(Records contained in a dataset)
********

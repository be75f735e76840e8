//! b53-core - Core library for Broadcom B53 (BCM53xx) switch cores
//!
//! This crate turns a narrow management transport into a uniform
//! register-level interface and drives the per-family configuration state
//! machines on top of it.
//!
//! # Layers
//!
//! - [`bus`] - raw transport traits (`MdioBus`, `SpiBus`) implemented by the
//!   backend crates
//! - [`access`] - the Register Access Engine: turns a logical
//!   `(page, register, width)` access into the transport's multi-step
//!   protocol, one bus lock per access
//! - [`chip`] - chip identification
//! - [`family`] - FE (BCM5325) and GE (BCM539x/BCM531xx) state machines
//! - [`switch`] - the logical switch state and the calls a configuration
//!   front end makes
//!
//! # Example
//!
//! ```ignore
//! use b53_core::access::SpiAccess;
//! use b53_core::switch::{Switch, VlanPort};
//!
//! let mut sw = Switch::register(SpiAccess::new(spi_bus))?;
//! println!("Found: {}", sw.identity());
//!
//! sw.set_vlan_enabled(true);
//! sw.set_vlan_ports(1, &[VlanPort::untagged(0), VlanPort::tagged(8)])?;
//! sw.apply_config()?;
//! ```

#![warn(missing_docs)]
#![warn(rust_2018_idioms)]

pub mod access;
pub mod bus;
pub mod chip;
pub mod error;
pub mod family;
pub mod link;
pub mod regs;
pub mod switch;

#[cfg(test)]
mod testing;

pub use access::{RegisterAddress, RegisterIo, Width};
pub use chip::{probe, ChipFamily, ChipId, ChipIdentity};
pub use error::{Error, Result};
pub use link::{Duplex, PortLink, Speed};
pub use switch::{PortConfig, Switch, SwitchState, VlanEntry, VlanPort};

********

(YOUR GOAL)
When the string "link" appears in a line of the records above, that line is to be copied.

(FINAL ANSWER)
pub mod link;
pub use link::{Duplex, PortLink, Speed};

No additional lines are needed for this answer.